U.S. Department of Labor sues UnitedHealth Group over thousands of denied claims
“Large insurance companies continue to do all they can to deny, delay or reduce payments for emergency care,” Dr. Christopher Kang, president of the American College of Emergency Physicians, said in a statement. “Immediate action to strengthen enforcement of the prudent layperson standard and other existing laws can help hold insurers responsible for their rampant bad behavior and protect patient access to emergency care.”
CVS hellth – Corporate consolidation is ruining pharmacies and hurting patients
Underpayment from Caremark has caused many non-CVS pharmacies to close, creating “pharmacy deserts” in many urban neighborhoods and rural areas.
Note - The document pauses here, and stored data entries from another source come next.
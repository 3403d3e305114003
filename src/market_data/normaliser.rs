// Convert between decimal wire/display strings and integer micro-units.
// Exact in both directions: excess precision is rejected, never rounded.

use thiserror::Error;

use crate::engine::types::PRICE_SCALE;

/// Fractional digits carried by a micro-unit.
pub const MICRO_DECIMALS: usize = 6;

#[derive(Debug, Error, PartialEq, Eq)]
pub enum NormaliseError {
    #[error("invalid decimal amount: {0:?}")]
    Invalid(String),
    #[error("amount {0:?} has more than 6 fractional digits")]
    Precision(String),
    #[error("amount {0:?} does not fit in micro-units")]
    Overflow(String),
}

pub fn parse_micros(s: &str) -> Result<i64, NormaliseError> {
    let trimmed = s.trim();
    let (negative, unsigned) = match trimmed.strip_prefix('-') {
        Some(rest) => (true, rest),
        None => (false, trimmed.strip_prefix('+').unwrap_or(trimmed)),
    };

    let (integer_part, decimal_part) = match unsigned.find('.') {
        Some(dot_pos) => (&unsigned[..dot_pos], &unsigned[dot_pos + 1..]),
        None => (unsigned, ""),
    };

    let all_digits = |part: &str| part.bytes().all(|b| b.is_ascii_digit());
    let no_digits = integer_part.is_empty() && decimal_part.is_empty();
    if no_digits || !all_digits(integer_part) || !all_digits(decimal_part) {
        return Err(NormaliseError::Invalid(s.to_string()));
    }
    if decimal_part.len() > MICRO_DECIMALS {
        return Err(NormaliseError::Precision(s.to_string()));
    }

    // Pad the fraction out to the full scale, e.g. "65" -> "650000"
    let padded = format!("{:0<width$}", decimal_part, width = MICRO_DECIMALS);

    let overflow = || NormaliseError::Overflow(s.to_string());
    let mut magnitude: i128 = 0;
    for b in integer_part.bytes().chain(padded.bytes()) {
        magnitude = magnitude
            .checked_mul(10)
            .and_then(|m| m.checked_add(i128::from(b - b'0')))
            .ok_or_else(overflow)?;
    }

    let signed = if negative { -magnitude } else { magnitude };
    i64::try_from(signed).map_err(|_| overflow())
}

pub fn format_micros(value: i64) -> String {
    let sign = if value < 0 { "-" } else { "" };
    let magnitude = value.unsigned_abs();
    let scale = PRICE_SCALE as u64;
    format!("{}{}.{:0width$}", sign, magnitude / scale, magnitude % scale, width = MICRO_DECIMALS)
}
CVS Health has been able to achieve and abuse its power through a series of mergers and acquisitions. Had our existing antitrust laws — such as the Clayton Act — been enforced correctly, this consolidation should never have been allowed.
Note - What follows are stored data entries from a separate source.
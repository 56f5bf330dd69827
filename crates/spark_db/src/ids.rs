//! Opaque ID newtypes for database and wire-graph entities.
//!
//! All IDs are thin `u32` wrappers used as arena indices. They are `Copy`,
//! `Ord`, `Hash`, and `Serialize`/`Deserialize`.

use serde::{Deserialize, Serialize};

macro_rules! define_id {
    ($(#[$meta:meta])* $name:ident) => {
        $(#[$meta])*
        #[derive(Clone, Copy, PartialEq, Eq, PartialOrd, Ord, Hash, Debug, Serialize, Deserialize)]
        pub struct $name(u32);

        impl $name {
            /// Creates an ID from a raw `u32` index.
            pub fn from_raw(index: u32) -> Self {
                Self(index)
            }

            /// Returns the raw `u32` index.
            pub fn as_raw(self) -> u32 {
                self.0
            }
        }

        impl std::fmt::Display for $name {
            fn fmt(&self, f: &mut std::fmt::Formatter<'_>) -> std::fmt::Result {
                write!(f, "{}", self.0)
            }
        }
    };
}

define_id!(
    /// Opaque, copyable ID for a technology layer.
    LayerId
);

define_id!(
    /// Opaque, copyable ID for a via definition.
    ViaId
);

define_id!(
    /// Opaque, copyable ID for a library master (cell).
    MasterId
);

define_id!(
    /// Opaque, copyable ID for a placed instance.
    InstanceId
);

define_id!(
    /// Opaque, copyable ID for an instance terminal.
    InstTermId
);

define_id!(
    /// Opaque, copyable ID for a net.
    NetId
);

define_id!(
    /// Opaque, copyable ID for a node in a per-net wire graph.
    WireNodeId
);

define_id!(
    /// Opaque, copyable ID for an edge in a per-net wire graph.
    WireEdgeId
);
Minnesota Pharmacist’s View: Losing local pharmacies a hazard to Minnesotans’ health care
Three major companies control 80% of the prescription-drug market: Optum, ExpressScripts, and CVS Caremark. These companies leverage their dominance to engage in practices like “patient steering,” which is requiring patients to fill prescriptions at their pharmacies, even when it’s less convenient. “Spread pricing” is another tactic, whereby PBMs reimburse pharmacies like Kemper Drug an inadequate rate for dispensing certain drugs, which can lead to the pharmacies closing their doors.
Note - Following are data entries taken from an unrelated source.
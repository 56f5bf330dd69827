//! Technology data: layers, routing levels, via definitions, and the raw
//! antenna coefficients attached to each layer.
//!
//! The database only stores coefficients as they were read. Turning them
//! into a validated rule model is the checker's job.

use crate::error::DbError;
use crate::ids::{LayerId, ViaId};
use serde::{Deserialize, Serialize};
use std::collections::HashMap;

/// The process technology of a design.
#[derive(Debug, Clone, Serialize, Deserialize)]
pub struct Technology {
    /// Database units per micron.
    pub dbu_per_micron: u32,
    /// All layers, ordered from the substrate upward.
    pub layers: Vec<Layer>,
    /// All via definitions.
    pub vias: Vec<ViaDef>,
    #[serde(skip)]
    layer_by_name: HashMap<String, LayerId>,
    #[serde(skip)]
    via_by_name: HashMap<String, ViaId>,
    /// Routing level per layer (0 for non-routing layers).
    #[serde(skip)]
    levels: Vec<u32>,
}

impl Technology {
    /// Creates an empty technology.
    pub fn new(dbu_per_micron: u32) -> Self {
        Self {
            dbu_per_micron,
            layers: Vec::new(),
            vias: Vec::new(),
            layer_by_name: HashMap::new(),
            via_by_name: HashMap::new(),
            levels: Vec::new(),
        }
    }

    /// Adds a layer above all existing layers and returns its ID.
    pub fn add_layer(&mut self, layer: Layer) -> LayerId {
        let id = LayerId::from_raw(self.layers.len() as u32);
        self.layer_by_name.insert(layer.name.clone(), id);
        self.layers.push(layer);
        self.rebuild_levels();
        id
    }

    /// Convenience for adding a routing layer with a default width and thickness.
    pub fn add_routing_layer(&mut self, name: &str, width: i32, thickness: f64) -> LayerId {
        self.add_layer(Layer {
            name: name.to_string(),
            kind: LayerKind::Routing,
            width,
            thickness,
            antenna: None,
        })
    }

    /// Convenience for adding a cut layer.
    pub fn add_cut_layer(&mut self, name: &str) -> LayerId {
        self.add_layer(Layer {
            name: name.to_string(),
            kind: LayerKind::Cut,
            width: 0,
            thickness: 0.0,
            antenna: None,
        })
    }

    /// Attaches antenna coefficients to a layer.
    pub fn set_antenna(&mut self, layer: LayerId, antenna: AntennaCoefficients) {
        self.layers[layer.as_raw() as usize].antenna = Some(antenna);
    }

    /// Adds a via definition connecting two routing layers through a cut layer.
    ///
    /// `bottom` must be the lower routing layer, `top` the upper one.
    pub fn add_via(
        &mut self,
        name: &str,
        bottom: LayerId,
        cut: LayerId,
        top: LayerId,
        cut_area: f64,
    ) -> Result<ViaId, DbError> {
        let def = ViaDef {
            name: name.to_string(),
            bottom,
            cut,
            top,
            cut_area,
        };
        self.validate_via(&def)?;
        let id = ViaId::from_raw(self.vias.len() as u32);
        self.via_by_name.insert(def.name.clone(), id);
        self.vias.push(def);
        Ok(id)
    }

    fn validate_via(&self, def: &ViaDef) -> Result<(), DbError> {
        let count = self.layers.len() as u32;
        if [def.bottom, def.cut, def.top]
            .iter()
            .any(|l| l.as_raw() >= count)
        {
            return Err(DbError::DanglingReference(format!(
                "via '{}' references a missing layer",
                def.name
            )));
        }
        let ok = self.layer(def.bottom).kind == LayerKind::Routing
            && self.layer(def.top).kind == LayerKind::Routing
            && self.layer(def.cut).kind == LayerKind::Cut
            && self.routing_level(def.bottom) < self.routing_level(def.top)
            && def.cut_area >= 0.0;
        if ok {
            Ok(())
        } else {
            Err(DbError::InvalidVia(def.name.clone()))
        }
    }

    /// Returns the layer with the given ID.
    pub fn layer(&self, id: LayerId) -> &Layer {
        &self.layers[id.as_raw() as usize]
    }

    /// Returns the via definition with the given ID.
    pub fn via(&self, id: ViaId) -> &ViaDef {
        &self.vias[id.as_raw() as usize]
    }

    /// Looks up a layer by name.
    pub fn find_layer(&self, name: &str) -> Option<LayerId> {
        self.layer_by_name.get(name).copied()
    }

    /// Looks up a layer by name, failing with [`DbError::UnknownLayer`].
    pub fn layer_named(&self, name: &str) -> Result<LayerId, DbError> {
        self.find_layer(name)
            .ok_or_else(|| DbError::UnknownLayer(name.to_string()))
    }

    /// Looks up a via definition by name.
    pub fn find_via(&self, name: &str) -> Option<ViaId> {
        self.via_by_name.get(name).copied()
    }

    /// Returns all layer IDs from the bottom up.
    pub fn layer_ids(&self) -> impl Iterator<Item = LayerId> + '_ {
        (0..self.layers.len() as u32).map(LayerId::from_raw)
    }

    /// Returns the routing level of a layer: 1 for the lowest routing layer,
    /// 0 for cut and masterslice layers.
    pub fn routing_level(&self, layer: LayerId) -> u32 {
        self.levels
            .get(layer.as_raw() as usize)
            .copied()
            .unwrap_or(0)
    }

    /// Returns the routing layers paired with their levels, bottom up.
    pub fn routing_layers(&self) -> impl Iterator<Item = (LayerId, u32)> + '_ {
        self.layer_ids()
            .map(|id| (id, self.routing_level(id)))
            .filter(|&(_, level)| level > 0)
    }

    /// Returns the routing layer at the given level.
    pub fn layer_at_level(&self, level: u32) -> Option<LayerId> {
        self.routing_layers()
            .find(|&(_, l)| l == level)
            .map(|(id, _)| id)
    }

    /// Returns the number of routing layers.
    pub fn routing_layer_count(&self) -> usize {
        self.routing_layers().count()
    }

    /// Converts a distance in dbu to microns.
    pub fn to_microns(&self, dbu: f64) -> f64 {
        dbu / f64::from(self.dbu_per_micron.max(1))
    }

    /// Returns the drawn width of a layer in microns.
    pub fn width_microns(&self, layer: LayerId) -> f64 {
        self.to_microns(f64::from(self.layer(layer).width))
    }

    fn rebuild_levels(&mut self) {
        let mut next = 0;
        self.levels = self
            .layers
            .iter()
            .map(|layer| {
                if layer.kind == LayerKind::Routing {
                    next += 1;
                    next
                } else {
                    0
                }
            })
            .collect();
    }

    /// Rebuilds name indices and routing levels after deserialization.
    pub fn rebuild_indices(&mut self) {
        self.layer_by_name = self
            .layers
            .iter()
            .enumerate()
            .map(|(i, l)| (l.name.clone(), LayerId::from_raw(i as u32)))
            .collect();
        self.via_by_name = self
            .vias
            .iter()
            .enumerate()
            .map(|(i, v)| (v.name.clone(), ViaId::from_raw(i as u32)))
            .collect();
        self.rebuild_levels();
    }

    /// Checks that every via definition is well formed.
    pub fn validate(&self) -> Result<(), DbError> {
        self.vias.iter().try_for_each(|def| self.validate_via(def))
    }
}

/// The kind of a technology layer.
#[derive(Debug, Clone, Copy, PartialEq, Eq, Hash, Serialize, Deserialize)]
#[serde(rename_all = "lowercase")]
pub enum LayerKind {
    /// A metal (or poly) layer that carries wires.
    Routing,
    /// A via cut layer between two routing layers.
    Cut,
    /// A base layer below the routing stack.
    Masterslice,
}

/// A single technology layer.
#[derive(Debug, Clone, Serialize, Deserialize)]
pub struct Layer {
    /// Layer name (e.g., "met1").
    pub name: String,
    /// Layer kind.
    pub kind: LayerKind,
    /// Default wire width in dbu (routing layers).
    #[serde(default)]
    pub width: i32,
    /// Conductor thickness in microns, used for side area.
    #[serde(default)]
    pub thickness: f64,
    /// Raw antenna coefficients, if the technology defines any.
    #[serde(default)]
    pub antenna: Option<AntennaCoefficients>,
}

/// A via definition.
#[derive(Debug, Clone, Serialize, Deserialize)]
pub struct ViaDef {
    /// Via name (e.g., "via12").
    pub name: String,
    /// Lower routing layer.
    pub bottom: LayerId,
    /// Cut layer the via belongs to for area accounting.
    pub cut: LayerId,
    /// Upper routing layer.
    pub top: LayerId,
    /// Total cut area of one via instance in square microns.
    pub cut_area: f64,
}

impl ViaDef {
    /// Returns the routing layer on the other side of the via from `layer`.
    pub fn opposite(&self, layer: LayerId) -> Option<LayerId> {
        if layer == self.bottom {
            Some(self.top)
        } else if layer == self.top {
            Some(self.bottom)
        } else {
            None
        }
    }
}

/// Antenna coefficients of one layer, exactly as the technology states them.
#[derive(Debug, Clone, Default, PartialEq, Serialize, Deserialize)]
pub struct AntennaCoefficients {
    /// Maximum partial area ratio.
    #[serde(default)]
    pub par_ratio: Option<f64>,
    /// Maximum cumulative area ratio.
    #[serde(default)]
    pub car_ratio: Option<f64>,
    /// Maximum partial side-area ratio.
    #[serde(default)]
    pub side_par_ratio: Option<f64>,
    /// Maximum cumulative side-area ratio.
    #[serde(default)]
    pub side_car_ratio: Option<f64>,
    /// Maximum via partial area ratio (cut layers).
    #[serde(default)]
    pub via_par_ratio: Option<f64>,
    /// Maximum via cumulative area ratio (cut layers).
    #[serde(default)]
    pub via_car_ratio: Option<f64>,
    /// Whether ratios depend on the connected diffusion area.
    #[serde(default)]
    pub diffusion_dependent: bool,
    /// `(diffusion area, multiplier)` points of the correction table.
    #[serde(default)]
    pub diff_pwl: Vec<(f64, f64)>,
}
According to a recent survey , Minnesota lost 30% of its independent pharmacies between 2010 and 2019, which is the most of any state. In a recent two-week period, at least six independent pharmacies closed in the state. This loss of local pharmacies has been especially hard on rural areas, where alternate options are few and very far between.
Elk River landmark, Kemper Drug, closes suddenly
Deborah Leedahl, owner of the pharmacy and gift shop in downtown Elk River, told the Star News there were a lot of factors that went into the decision to close, but the primary reason is pharmacy benefit managers who have been chipping away at her profits for years. The last straw came Jan. 1 when one of them kicked Kemper out of a network.
‘We’re still gonna say no’; Inside UnitedHealth’s effort to deny coverage to chronically ill patient
Insurers have wide discretion in crafting what is covered by their policies, beyond some basic services mandated by federal and state law. They often deny claims for services that they deem not “medically necessary.”
When United refused to pay for McNaughton’s treatment for that reason, his family did something unusual. They fought back with a lawsuit, which uncovered a trove of materials, including internal emails and tape-recorded exchanges among company employees. Those records offer an extraordinary behind-the-scenes look at how one of America’s leading health care insurers relentlessly fought to reduce spending on care, even as its profits rose to record levels.
As United reviewed McNaughton’s treatment, he and his family were often in the dark about what was happening or their rights. Meanwhile, United employees misrepresented critical findings and ignored warnings from doctors about the risks of altering McNaughton’s drug plan.”
How Cigna saves millions by having its doctors reject claims without reading them
Internal documents and former company executives reveal how Cigna doctors reject patients’ claims without opening their files. “We literally click and submit,” one former company doctor said.
UnitedHealth and CVS, the unexpected Goliath vs. Goliath battle
They both had around $320 billion in 2022 revenue. Only four U.S. companies are larger: Walmart, Amazon, Apple and ExxonMobil. Companies tend to grow slowly when their annual revenue is in the multihundred-billion-dollar stratosphere. But by buying their way into so many segments of the health care system, UnitedHealth and CVS are still growing strongly.